● EXERCISE INSTRUCTIONS: Reproduce exactly the lines below, from the first through the one containing "pub use compression::Compression;", and nothing more.

● Stored items:
-- -- --

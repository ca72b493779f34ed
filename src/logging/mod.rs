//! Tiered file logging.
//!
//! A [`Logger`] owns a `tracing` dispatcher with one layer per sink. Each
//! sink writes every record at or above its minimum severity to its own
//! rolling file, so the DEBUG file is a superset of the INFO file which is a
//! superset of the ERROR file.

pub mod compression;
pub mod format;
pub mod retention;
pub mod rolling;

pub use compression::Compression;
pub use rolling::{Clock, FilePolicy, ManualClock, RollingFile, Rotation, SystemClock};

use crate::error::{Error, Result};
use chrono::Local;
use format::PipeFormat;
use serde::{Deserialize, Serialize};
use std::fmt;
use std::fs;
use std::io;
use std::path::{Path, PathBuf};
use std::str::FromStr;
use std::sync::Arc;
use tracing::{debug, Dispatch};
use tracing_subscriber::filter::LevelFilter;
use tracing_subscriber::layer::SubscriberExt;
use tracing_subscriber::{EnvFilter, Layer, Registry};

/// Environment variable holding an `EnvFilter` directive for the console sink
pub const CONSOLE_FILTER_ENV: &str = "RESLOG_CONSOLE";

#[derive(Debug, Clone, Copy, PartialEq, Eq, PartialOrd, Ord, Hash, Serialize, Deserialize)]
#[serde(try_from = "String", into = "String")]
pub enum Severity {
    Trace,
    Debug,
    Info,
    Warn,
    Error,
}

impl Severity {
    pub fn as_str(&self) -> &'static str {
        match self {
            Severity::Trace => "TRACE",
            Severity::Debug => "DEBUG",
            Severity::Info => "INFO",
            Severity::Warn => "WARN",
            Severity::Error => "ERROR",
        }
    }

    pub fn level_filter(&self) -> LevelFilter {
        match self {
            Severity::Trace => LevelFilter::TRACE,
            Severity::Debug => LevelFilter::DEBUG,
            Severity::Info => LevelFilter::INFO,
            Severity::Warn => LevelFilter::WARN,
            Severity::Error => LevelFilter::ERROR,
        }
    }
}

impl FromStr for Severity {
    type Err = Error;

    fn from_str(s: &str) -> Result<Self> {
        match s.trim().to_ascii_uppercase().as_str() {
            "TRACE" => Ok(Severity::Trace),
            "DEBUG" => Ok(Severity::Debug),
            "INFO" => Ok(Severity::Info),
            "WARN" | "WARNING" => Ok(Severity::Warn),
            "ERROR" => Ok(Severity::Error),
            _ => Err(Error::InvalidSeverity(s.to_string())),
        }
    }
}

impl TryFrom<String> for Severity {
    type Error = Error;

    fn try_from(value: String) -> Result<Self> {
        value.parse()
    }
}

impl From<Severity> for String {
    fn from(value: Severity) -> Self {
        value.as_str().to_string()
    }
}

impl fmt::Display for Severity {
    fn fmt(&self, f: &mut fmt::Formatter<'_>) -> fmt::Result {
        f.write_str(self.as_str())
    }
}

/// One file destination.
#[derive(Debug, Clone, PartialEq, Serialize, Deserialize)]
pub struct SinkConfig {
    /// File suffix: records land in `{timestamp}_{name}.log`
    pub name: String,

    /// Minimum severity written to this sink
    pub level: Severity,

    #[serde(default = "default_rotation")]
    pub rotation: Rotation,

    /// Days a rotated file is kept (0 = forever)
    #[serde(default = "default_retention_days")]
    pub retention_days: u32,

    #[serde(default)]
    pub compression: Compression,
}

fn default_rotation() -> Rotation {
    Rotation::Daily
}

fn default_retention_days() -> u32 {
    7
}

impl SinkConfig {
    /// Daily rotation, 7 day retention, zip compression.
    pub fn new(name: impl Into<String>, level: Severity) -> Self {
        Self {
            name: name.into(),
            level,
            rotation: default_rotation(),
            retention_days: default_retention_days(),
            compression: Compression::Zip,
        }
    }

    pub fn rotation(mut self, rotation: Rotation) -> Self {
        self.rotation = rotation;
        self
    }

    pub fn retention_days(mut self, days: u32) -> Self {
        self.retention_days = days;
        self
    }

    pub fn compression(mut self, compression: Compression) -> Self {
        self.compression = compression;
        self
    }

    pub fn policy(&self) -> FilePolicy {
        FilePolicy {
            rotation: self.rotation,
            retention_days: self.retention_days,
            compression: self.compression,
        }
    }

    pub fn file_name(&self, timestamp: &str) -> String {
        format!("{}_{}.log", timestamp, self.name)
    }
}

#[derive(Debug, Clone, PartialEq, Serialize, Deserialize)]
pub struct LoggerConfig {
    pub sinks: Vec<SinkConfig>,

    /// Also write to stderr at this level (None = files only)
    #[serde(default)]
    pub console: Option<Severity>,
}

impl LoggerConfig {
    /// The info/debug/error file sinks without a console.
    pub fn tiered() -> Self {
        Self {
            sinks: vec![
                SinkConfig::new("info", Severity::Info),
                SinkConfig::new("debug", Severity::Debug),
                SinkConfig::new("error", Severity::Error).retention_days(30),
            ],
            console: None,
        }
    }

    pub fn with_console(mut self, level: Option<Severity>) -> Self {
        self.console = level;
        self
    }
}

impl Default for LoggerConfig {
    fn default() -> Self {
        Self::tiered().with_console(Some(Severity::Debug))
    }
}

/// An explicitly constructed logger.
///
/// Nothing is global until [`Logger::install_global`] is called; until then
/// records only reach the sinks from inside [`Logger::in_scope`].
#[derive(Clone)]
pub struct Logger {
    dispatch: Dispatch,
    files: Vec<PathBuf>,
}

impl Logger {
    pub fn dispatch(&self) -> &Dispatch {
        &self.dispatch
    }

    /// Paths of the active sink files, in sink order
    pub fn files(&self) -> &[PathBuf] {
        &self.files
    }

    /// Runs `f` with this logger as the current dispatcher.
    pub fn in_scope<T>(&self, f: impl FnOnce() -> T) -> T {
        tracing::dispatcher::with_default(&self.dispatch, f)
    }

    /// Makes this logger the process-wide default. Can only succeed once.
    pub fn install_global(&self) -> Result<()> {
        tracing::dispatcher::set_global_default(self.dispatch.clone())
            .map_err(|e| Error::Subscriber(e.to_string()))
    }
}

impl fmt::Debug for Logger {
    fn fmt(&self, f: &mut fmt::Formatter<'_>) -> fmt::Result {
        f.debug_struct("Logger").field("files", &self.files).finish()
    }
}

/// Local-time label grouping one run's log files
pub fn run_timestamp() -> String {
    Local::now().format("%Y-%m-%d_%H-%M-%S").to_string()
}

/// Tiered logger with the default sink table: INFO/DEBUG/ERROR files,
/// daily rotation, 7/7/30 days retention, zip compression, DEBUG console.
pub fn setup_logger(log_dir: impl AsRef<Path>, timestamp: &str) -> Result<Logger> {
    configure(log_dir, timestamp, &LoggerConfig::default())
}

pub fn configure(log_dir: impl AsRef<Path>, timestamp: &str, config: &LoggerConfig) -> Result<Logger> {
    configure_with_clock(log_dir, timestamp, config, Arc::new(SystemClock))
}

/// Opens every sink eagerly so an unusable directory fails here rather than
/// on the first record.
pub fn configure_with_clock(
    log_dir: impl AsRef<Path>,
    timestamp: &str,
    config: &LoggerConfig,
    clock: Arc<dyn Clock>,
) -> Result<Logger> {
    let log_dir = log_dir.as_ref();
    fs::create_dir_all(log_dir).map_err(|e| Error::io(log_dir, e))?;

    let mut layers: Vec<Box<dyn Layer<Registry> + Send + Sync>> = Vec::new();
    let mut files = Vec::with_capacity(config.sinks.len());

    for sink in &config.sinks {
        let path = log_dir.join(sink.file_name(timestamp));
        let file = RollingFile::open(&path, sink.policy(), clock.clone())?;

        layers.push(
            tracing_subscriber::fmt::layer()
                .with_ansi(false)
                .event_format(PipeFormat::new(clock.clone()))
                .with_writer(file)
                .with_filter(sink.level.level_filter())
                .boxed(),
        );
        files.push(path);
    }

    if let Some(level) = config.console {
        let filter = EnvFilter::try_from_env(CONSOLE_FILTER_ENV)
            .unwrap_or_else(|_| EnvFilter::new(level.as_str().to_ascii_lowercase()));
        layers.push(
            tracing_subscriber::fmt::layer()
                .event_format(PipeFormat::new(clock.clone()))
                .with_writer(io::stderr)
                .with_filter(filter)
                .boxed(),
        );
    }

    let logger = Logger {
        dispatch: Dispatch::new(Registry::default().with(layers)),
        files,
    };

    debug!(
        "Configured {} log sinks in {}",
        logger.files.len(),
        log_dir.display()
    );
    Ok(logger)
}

-- -- --

● EXPECTED ANSWER:
repository ca72b493779f34ed
filename src/logging/mod.rs
//! Tiered file logging.
//!
//! A [`Logger`] owns a `tracing` dispatcher with one layer per sink. Each
//! sink writes every record at or above its minimum severity to its own
//! rolling file, so the DEBUG file is a superset of the INFO file which is a
//! superset of the ERROR file.

pub mod compression;
pub mod format;
pub mod retention;
pub mod rolling;

pub use compression::Compression;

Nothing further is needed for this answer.